_Data provided_

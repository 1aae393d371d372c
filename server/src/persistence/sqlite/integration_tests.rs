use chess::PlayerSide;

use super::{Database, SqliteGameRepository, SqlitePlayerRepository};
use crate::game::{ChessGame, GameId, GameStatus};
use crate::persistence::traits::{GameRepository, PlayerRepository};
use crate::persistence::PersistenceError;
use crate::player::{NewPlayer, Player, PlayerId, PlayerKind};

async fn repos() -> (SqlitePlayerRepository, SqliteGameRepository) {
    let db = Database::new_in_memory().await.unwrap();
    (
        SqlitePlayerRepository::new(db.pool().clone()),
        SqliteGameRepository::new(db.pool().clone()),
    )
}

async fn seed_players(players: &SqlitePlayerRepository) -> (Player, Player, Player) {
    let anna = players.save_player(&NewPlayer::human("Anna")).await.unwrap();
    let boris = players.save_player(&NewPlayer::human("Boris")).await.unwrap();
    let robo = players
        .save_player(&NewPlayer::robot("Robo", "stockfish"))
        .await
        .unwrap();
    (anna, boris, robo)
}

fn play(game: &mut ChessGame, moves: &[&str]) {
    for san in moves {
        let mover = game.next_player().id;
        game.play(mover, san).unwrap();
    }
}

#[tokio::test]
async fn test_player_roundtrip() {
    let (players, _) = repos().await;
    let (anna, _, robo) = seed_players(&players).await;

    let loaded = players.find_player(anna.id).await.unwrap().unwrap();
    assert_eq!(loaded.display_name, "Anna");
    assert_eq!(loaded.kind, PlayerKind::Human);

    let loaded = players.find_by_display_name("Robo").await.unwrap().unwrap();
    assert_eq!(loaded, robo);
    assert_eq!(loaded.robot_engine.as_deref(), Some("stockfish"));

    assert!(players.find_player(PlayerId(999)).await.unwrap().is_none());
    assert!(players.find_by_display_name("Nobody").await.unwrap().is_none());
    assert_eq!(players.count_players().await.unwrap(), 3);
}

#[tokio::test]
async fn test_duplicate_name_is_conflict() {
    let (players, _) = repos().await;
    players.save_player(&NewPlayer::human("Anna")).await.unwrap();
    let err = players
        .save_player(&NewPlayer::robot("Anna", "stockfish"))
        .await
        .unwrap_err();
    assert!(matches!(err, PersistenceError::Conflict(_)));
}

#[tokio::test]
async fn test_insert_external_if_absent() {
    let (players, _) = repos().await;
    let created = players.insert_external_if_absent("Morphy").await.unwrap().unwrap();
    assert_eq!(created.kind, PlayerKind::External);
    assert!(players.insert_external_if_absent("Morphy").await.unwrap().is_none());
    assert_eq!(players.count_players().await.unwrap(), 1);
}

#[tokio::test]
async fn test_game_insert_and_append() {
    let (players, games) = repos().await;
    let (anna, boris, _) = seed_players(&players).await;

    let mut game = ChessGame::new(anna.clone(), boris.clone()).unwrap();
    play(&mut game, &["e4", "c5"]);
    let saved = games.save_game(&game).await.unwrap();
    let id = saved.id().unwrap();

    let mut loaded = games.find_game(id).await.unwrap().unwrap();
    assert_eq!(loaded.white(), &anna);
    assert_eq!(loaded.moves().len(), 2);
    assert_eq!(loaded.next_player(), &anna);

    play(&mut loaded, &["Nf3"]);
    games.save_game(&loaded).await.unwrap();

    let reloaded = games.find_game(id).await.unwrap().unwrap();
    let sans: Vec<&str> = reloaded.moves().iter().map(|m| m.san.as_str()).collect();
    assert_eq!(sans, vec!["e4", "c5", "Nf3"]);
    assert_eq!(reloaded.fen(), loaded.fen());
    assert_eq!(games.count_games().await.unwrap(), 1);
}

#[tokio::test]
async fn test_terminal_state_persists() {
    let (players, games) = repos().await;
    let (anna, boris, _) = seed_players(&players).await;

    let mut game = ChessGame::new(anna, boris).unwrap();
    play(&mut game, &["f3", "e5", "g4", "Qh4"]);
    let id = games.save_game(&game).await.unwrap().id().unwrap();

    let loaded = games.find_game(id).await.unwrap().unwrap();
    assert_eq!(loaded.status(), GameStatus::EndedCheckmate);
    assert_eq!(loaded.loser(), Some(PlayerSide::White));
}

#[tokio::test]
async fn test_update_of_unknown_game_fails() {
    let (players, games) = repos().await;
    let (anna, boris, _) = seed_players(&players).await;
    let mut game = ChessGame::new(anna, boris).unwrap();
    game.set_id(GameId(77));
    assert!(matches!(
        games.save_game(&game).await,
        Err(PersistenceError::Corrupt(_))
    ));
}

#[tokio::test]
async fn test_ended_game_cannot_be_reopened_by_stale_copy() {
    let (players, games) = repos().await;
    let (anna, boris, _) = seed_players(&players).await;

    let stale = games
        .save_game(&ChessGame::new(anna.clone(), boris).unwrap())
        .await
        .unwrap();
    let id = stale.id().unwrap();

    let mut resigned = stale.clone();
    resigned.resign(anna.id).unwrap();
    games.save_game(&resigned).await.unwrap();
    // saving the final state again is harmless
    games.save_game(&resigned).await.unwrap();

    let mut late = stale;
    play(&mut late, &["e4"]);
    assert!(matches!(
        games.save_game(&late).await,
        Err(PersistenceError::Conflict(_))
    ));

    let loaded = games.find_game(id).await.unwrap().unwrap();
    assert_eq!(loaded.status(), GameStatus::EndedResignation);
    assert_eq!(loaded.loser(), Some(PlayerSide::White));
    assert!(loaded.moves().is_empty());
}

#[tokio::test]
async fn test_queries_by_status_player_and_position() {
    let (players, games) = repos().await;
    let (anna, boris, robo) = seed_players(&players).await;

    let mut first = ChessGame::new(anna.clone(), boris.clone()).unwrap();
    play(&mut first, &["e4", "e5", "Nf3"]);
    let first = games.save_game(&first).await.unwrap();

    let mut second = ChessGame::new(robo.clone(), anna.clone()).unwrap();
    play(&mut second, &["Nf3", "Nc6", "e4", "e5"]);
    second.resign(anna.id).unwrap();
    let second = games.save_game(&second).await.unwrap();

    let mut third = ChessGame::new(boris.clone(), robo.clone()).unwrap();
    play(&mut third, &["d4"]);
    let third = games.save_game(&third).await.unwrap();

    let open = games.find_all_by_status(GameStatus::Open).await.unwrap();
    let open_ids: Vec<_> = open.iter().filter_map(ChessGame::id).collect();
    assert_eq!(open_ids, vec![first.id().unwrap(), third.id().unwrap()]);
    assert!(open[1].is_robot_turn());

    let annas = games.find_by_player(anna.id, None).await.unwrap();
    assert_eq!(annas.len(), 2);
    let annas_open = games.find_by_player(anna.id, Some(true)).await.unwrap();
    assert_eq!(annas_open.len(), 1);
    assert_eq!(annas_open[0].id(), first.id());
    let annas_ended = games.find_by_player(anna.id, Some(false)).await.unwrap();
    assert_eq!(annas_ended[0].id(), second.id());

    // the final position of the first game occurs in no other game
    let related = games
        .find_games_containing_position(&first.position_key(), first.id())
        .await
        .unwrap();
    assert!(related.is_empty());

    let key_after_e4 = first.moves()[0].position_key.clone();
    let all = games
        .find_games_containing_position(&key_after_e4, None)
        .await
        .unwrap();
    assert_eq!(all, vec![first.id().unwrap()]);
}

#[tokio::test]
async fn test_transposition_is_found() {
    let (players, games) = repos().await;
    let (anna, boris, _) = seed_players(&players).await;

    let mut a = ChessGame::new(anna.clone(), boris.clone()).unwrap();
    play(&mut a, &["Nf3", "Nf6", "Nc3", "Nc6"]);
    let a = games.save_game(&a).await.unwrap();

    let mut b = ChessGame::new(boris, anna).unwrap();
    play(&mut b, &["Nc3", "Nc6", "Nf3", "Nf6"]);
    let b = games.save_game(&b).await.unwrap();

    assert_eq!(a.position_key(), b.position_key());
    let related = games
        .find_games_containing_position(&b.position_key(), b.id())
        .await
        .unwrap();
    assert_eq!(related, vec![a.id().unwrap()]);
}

_Assignment_
Your answer must be a single number: the count of lines in the records that include "final".

_Worked solution_
2